Anglican church in West Yorkshire, England

Church of All Saints is the Anglican parish church in the town of Bingley, West Yorkshire, England. It is one of two Anglican churches in the town, the other being Holy Trinity. All Saints has existed since Norman times and it is set in the oldest part of the town, near to where the River Aire is crossed by Ireland Bridge.

==History==

The history of the church probably dates back to pre-Norman times. It is thought that there might have been a wooden church on this location for many years prior to the Norman Conquest, although no records exist. The first records of the church indicate it was rebuilt some time after 1066 by the Lord of the manor, William Paganel, who gave it, with other possessions of his, to Drax Priory in the time of Archbishop Thurstan (1119–1140).

This building was probably rebuilt many times over the centuries, culminating in the present structure, which was begun during the reign of Henry VIII (1491–1547). The choir was erected in 1518, when the church was dedicated to All Saints, having previously been dedicated to Saint Lawrence. The current tower was constructed in the 15th century and heightened with a new belfry added in 1739. The two-light bell openings that adorn each side of the tower were 19th century additions.

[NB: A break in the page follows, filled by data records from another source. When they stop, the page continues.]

use thiserror::Error;

use crate::storage::StorageType;

#[derive(Debug, Error)]
pub enum EnumError {
    #[error("Invalid json: {0}")]
    InputFormat(#[source] serde_json::Error),

    #[error("Invalid path \"{path}\": {msg}")]
    PathEvaluation {
        path: String,
        msg:  String,
    },

    #[error("Invalid enum name \"{0}\"")]
    InvalidName(String),

    #[error("Invalid enum-entry name \"{0}\"")]
    InvalidEntryName(String),

    #[error("Invalid namespace \"{0}\"")]
    InvalidNamespace(String),

    #[error("Invalid assembly name \"{0}\"")]
    InvalidAssemblyName(String),

    #[error("Enum \"{enum_name}\" already contains an entry named \"{name}\"")]
    DuplicateName {
        enum_name: String,
        name:      String,
    },

    #[error("Enum \"{enum_name}\" already contains an entry with value {value}")]
    DuplicateValue {
        enum_name: String,
        value:     i64,
    },

    #[error("Enum \"{0}\" has no entries")]
    EmptyDefinition(String),

    #[error("Value {value} does not fit in storage type \"{storage}\"")]
    OutOfBoundsValue {
        storage: StorageType,
        value:   i64,
    },

    #[error("Mapping failed: {0}")]
    MappingFailure(#[source] Box<EnumError>),

    #[error("Image encode error: {0}")]
    EncodeError(String),

    #[error("Image decode error: {0}")]
    DecodeError(String),
}

impl EnumError {
    /// True for the errors raised when a name fails identifier validation.
    pub fn is_invalid_identifier(&self) -> bool {
        matches!(
            self,
            EnumError::InvalidName(_)
                | EnumError::InvalidEntryName(_)
                | EnumError::InvalidNamespace(_)
                | EnumError::InvalidAssemblyName(_)
        )
    }

    /// Unwraps any number of `MappingFailure` layers.
    pub fn root_cause(&self) -> &EnumError {
        match self {
            EnumError::MappingFailure(inner) => inner.root_cause(),
            other => other,
        }
    }
}
//! enumgen
//!
//! Generate enums for C#, F#, Visual Basic, CIL and .NET class libraries from
//! json documents.
//!
//! - `generate`: json text → mapped definition → exported bytes
//! - `definition_to_json` / `describe_to_json`: pretty-printed json views of a
//!   definition or of a generated class library
//! - re-exports of the core types

use tracing::info;

pub use enumgen_core::builder::EnumBuilder;
pub use enumgen_core::definition::{EnumDefinition, EnumEntry};
pub use enumgen_core::error::EnumError;
pub use enumgen_core::export::{
    export, CurlyBracketMode, ExportOptions, HeaderMode, OutputKind,
};
pub use enumgen_core::mapping::{map_document, map_enum, MappingContext};
pub use enumgen_core::storage::StorageType;

/// Map `json_text` into an enum called `enum_name` and export it as `kind`.
pub fn generate(
    json_text: &str,
    context: &MappingContext,
    enum_name: &str,
    enum_comment: Option<&str>,
    kind: OutputKind,
    options: &ExportOptions,
) -> Result<Vec<u8>, EnumError> {
    let definition = map_enum(context, json_text, enum_name, enum_comment)?;
    let bytes = export(&definition, kind, options)?;
    info!(
        "Generated {:?} for enum {} ({} entries, {} bytes, hash {})",
        kind,
        definition.identifier(),
        definition.len(),
        bytes.len(),
        definition.content_hash()
    );
    Ok(bytes)
}

/// Pretty-printed json of a definition.
pub fn definition_to_json(definition: &EnumDefinition) -> Result<String, EnumError> {
    serde_json::to_string_pretty(definition).map_err(|e| EnumError::EncodeError(e.to_string()))
}

/// Decode a generated class library into pretty-printed json.
pub fn describe_to_json(image: &[u8]) -> Result<String, EnumError> {
    let description = enumgen_core::describe(image)?;
    serde_json::to_string_pretty(&description).map_err(|e| EnumError::EncodeError(e.to_string()))
}

pub mod identifier {
    pub use enumgen_core::identifier::{try_create_identifier, validate, validate_namespace};
}

pub mod code_builder {
    pub use enumgen_core::code_builder::{IndentMode, NewlineMode, DEFAULT_INDENT_SIZE};
}

pub mod inspect {
    pub use enumgen_core::export::class_library::{
        describe, AssemblyDescription, ConstantDescription, TypeDescription,
    };
}

pub mod buffer {
    pub use enumgen_buffer::{ByteBuffer, ByteBufferMut};
}
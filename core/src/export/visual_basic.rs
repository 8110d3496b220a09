use crate::{
    code_builder::CodeBuilder,
    definition::EnumDefinition,
    error::EnumError,
    export::{
        check_namespace, check_values, needs_separator, write_header, write_summary, ExportOptions,
        HeaderMode, Language, GENERATOR_NAME, GENERATOR_VERSION,
    },
};

/// Render `definition` as a Visual Basic source file.
pub fn export_visual_basic(definition: &EnumDefinition, options: &ExportOptions) -> Result<String, EnumError> {
    let namespace = check_namespace(options.namespace.as_deref())?;
    check_values(definition, options.storage)?;

    let mut builder = options.code_builder();
    if options.header == HeaderMode::Default {
        write_header(&mut builder, "'");
        builder.write_empty_line();
    }
    builder.write_line("Imports System.CodeDom.Compiler");
    builder.write_empty_line();

    match namespace {
        Some(namespace) => {
            builder.write_line(&format!("Namespace {}", namespace));
            builder.begin_indent();
            write_enum(&mut builder, definition, options);
            builder.end_indent();
            builder.write_line("End Namespace");
        }
        None => write_enum(&mut builder, definition, options),
    }

    Ok(builder.build())
}

fn write_enum(builder: &mut CodeBuilder, definition: &EnumDefinition, options: &ExportOptions) {
    if let Some(doc) = definition.documentation() {
        write_summary(builder, "'''", doc, 0);
    }
    builder.write_line(&format!(
        "<GeneratedCode(\"{}\", \"{}\")>",
        GENERATOR_NAME, GENERATOR_VERSION
    ));
    match options.storage.keyword(Language::VisualBasic) {
        Some(keyword) => builder.write_line(&format!("Public Enum {} As {}", definition.identifier(), keyword)),
        None => builder.write_line(&format!("Public Enum {}", definition.identifier())),
    }

    builder.begin_indent();
    let mut previous = None;
    for entry in definition.entries() {
        if needs_separator(previous, entry) {
            builder.write_empty_line();
        }
        if let Some(doc) = entry.documentation() {
            write_summary(builder, "'''", doc, 0);
        }
        builder.write_line(&format!("{} = {}", entry.name(), entry.value()));
        previous = Some(entry);
    }
    builder.end_indent();
    builder.write_line("End Enum");
}
//! Line-oriented text emitter with configurable indentation and newlines.

#[derive(Debug, Clone, Copy, PartialEq, Eq, Default)]
pub enum IndentMode {
    #[default]
    Spaces,
    Tabs,
}

#[derive(Debug, Clone, Copy, PartialEq, Eq, Default)]
pub enum NewlineMode {
    /// `\n`
    #[default]
    Unix,
    /// `\r\n`
    Windows,
}

impl NewlineMode {
    pub fn as_str(self) -> &'static str {
        match self {
            NewlineMode::Unix    => "\n",
            NewlineMode::Windows => "\r\n",
        }
    }
}

pub const DEFAULT_INDENT_SIZE: usize = 4;

/// Accumulates lines at a current indentation depth and joins them with one
/// newline style in [`CodeBuilder::build`].
///
/// `begin_indent`/`end_indent` calls must balance; the depth never goes
/// below zero.
pub struct CodeBuilder {
    indent_unit: String,
    newline:     NewlineMode,
    depth:       usize,
    lines:       Vec<String>,
}

impl CodeBuilder {
    pub fn new(indent_mode: IndentMode, space_indent_size: usize, newline: NewlineMode) -> Self {
        let indent_unit = match indent_mode {
            IndentMode::Spaces => " ".repeat(space_indent_size),
            IndentMode::Tabs   => "\t".to_string(),
        };
        CodeBuilder {
            indent_unit,
            newline,
            depth: 0,
            lines: Vec::new(),
        }
    }

    pub fn depth(&self) -> usize {
        self.depth
    }

    /// Write `text` at the current depth.
    pub fn write_line(&mut self, text: &str) {
        self.write_line_with(text, "", 0);
    }

    /// Write `text` as `prefix`, then the indentation for `depth + additional_indent`,
    /// then the text itself.
    pub fn write_line_with(&mut self, text: &str, prefix: &str, additional_indent: usize) {
        let indent = self.indent_unit.repeat(self.depth + additional_indent);
        self.lines.push(format!("{}{}{}", prefix, indent, text));
    }

    /// Write a line without any content (and without trailing indentation).
    pub fn write_empty_line(&mut self) {
        self.lines.push(String::new());
    }

    pub fn begin_indent(&mut self) {
        self.depth += 1;
    }

    pub fn end_indent(&mut self) {
        self.depth = self.depth.saturating_sub(1);
    }

    /// Join every line, each terminated by the configured newline.
    pub fn build(&self) -> String {
        let newline = self.newline.as_str();
        let mut out = String::with_capacity(self.lines.iter().map(|l| l.len() + 2).sum());
        for line in &self.lines {
            out.push_str(line);
            out.push_str(newline);
        }
        out
    }
}

#[cfg(test)]
mod tests {
    use super::*;

    #[test]
    fn indents_with_spaces() {
        let mut builder = CodeBuilder::new(IndentMode::Spaces, 2, NewlineMode::Unix);
        builder.write_line("a");
        builder.begin_indent();
        builder.write_line("b");
        builder.begin_indent();
        builder.write_line("c");
        builder.end_indent();
        builder.end_indent();
        builder.write_line("d");
        assert_eq!(builder.build(), "a\n  b\n    c\nd\n");
    }

    #[test]
    fn indents_with_tabs_and_windows_newlines() {
        let mut builder = CodeBuilder::new(IndentMode::Tabs, 4, NewlineMode::Windows);
        builder.begin_indent();
        builder.write_line("x");
        builder.write_empty_line();
        builder.write_line("y");
        assert_eq!(builder.build(), "\tx\r\n\r\n\ty\r\n");
    }

    #[test]
    fn prefix_goes_before_indentation() {
        let mut builder = CodeBuilder::new(IndentMode::Spaces, 4, NewlineMode::Unix);
        builder.write_line_with("<auto-generated>", "// ", 0);
        builder.write_line_with("Generated by: tool", "// ", 1);
        assert_eq!(builder.build(), "// <auto-generated>\n//     Generated by: tool\n");
    }

    #[test]
    fn end_indent_saturates() {
        let mut builder = CodeBuilder::new(IndentMode::Spaces, 4, NewlineMode::Unix);
        builder.end_indent();
        assert_eq!(builder.depth(), 0);
        builder.write_line("a");
        assert_eq!(builder.build(), "a\n");
    }
}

The church received a new clock in 1856 and was renovated in 1870-1871 when the Ferrand Chapel became the vestry and some of the pews that were tied to the local Manor Houses were stripped out.

The church has a stained-glass window crafted by William Morris and Edward Burne-Jones. There is a peal of bells, for many years six in number, with a further two added in 1873. In 1904, a new road was built to the east of the church and cut the churchyard in two. Several gravestones were used to make paths from the exhumed graves. One gravestone that was lost was that of John Nicholson, a poet who had been buried in the churchyard in April 1843.

The church was Grade II* listed in 1966. The two gate piers to the south of the church that lead onto the Old Main Street in Bingley, were grade II listed in 1985. The church's setting is in the oldest part of the town that used to have a school and possibly a castle. The Old White Horse Inn and Ireland Bridge are both nearby, and the Old Main Street is still laid out with cobbled stone setts.

The parish includes the churches of St. Aidan, Crossflatts and St. Lawrence, Eldwick and is part of the Bingley Group Ministry which includes Holy Trinity Church and St Wilfreds in Gilstead. The benefice used to lie within the Diocese of Bradford, but since 20 April 2014 it is now in the Diocese of Leeds.

In October 2018, a special service with the Bishop of Leeds, Nick Baines, was held to celebrate 500 years anniversary of worship at the church.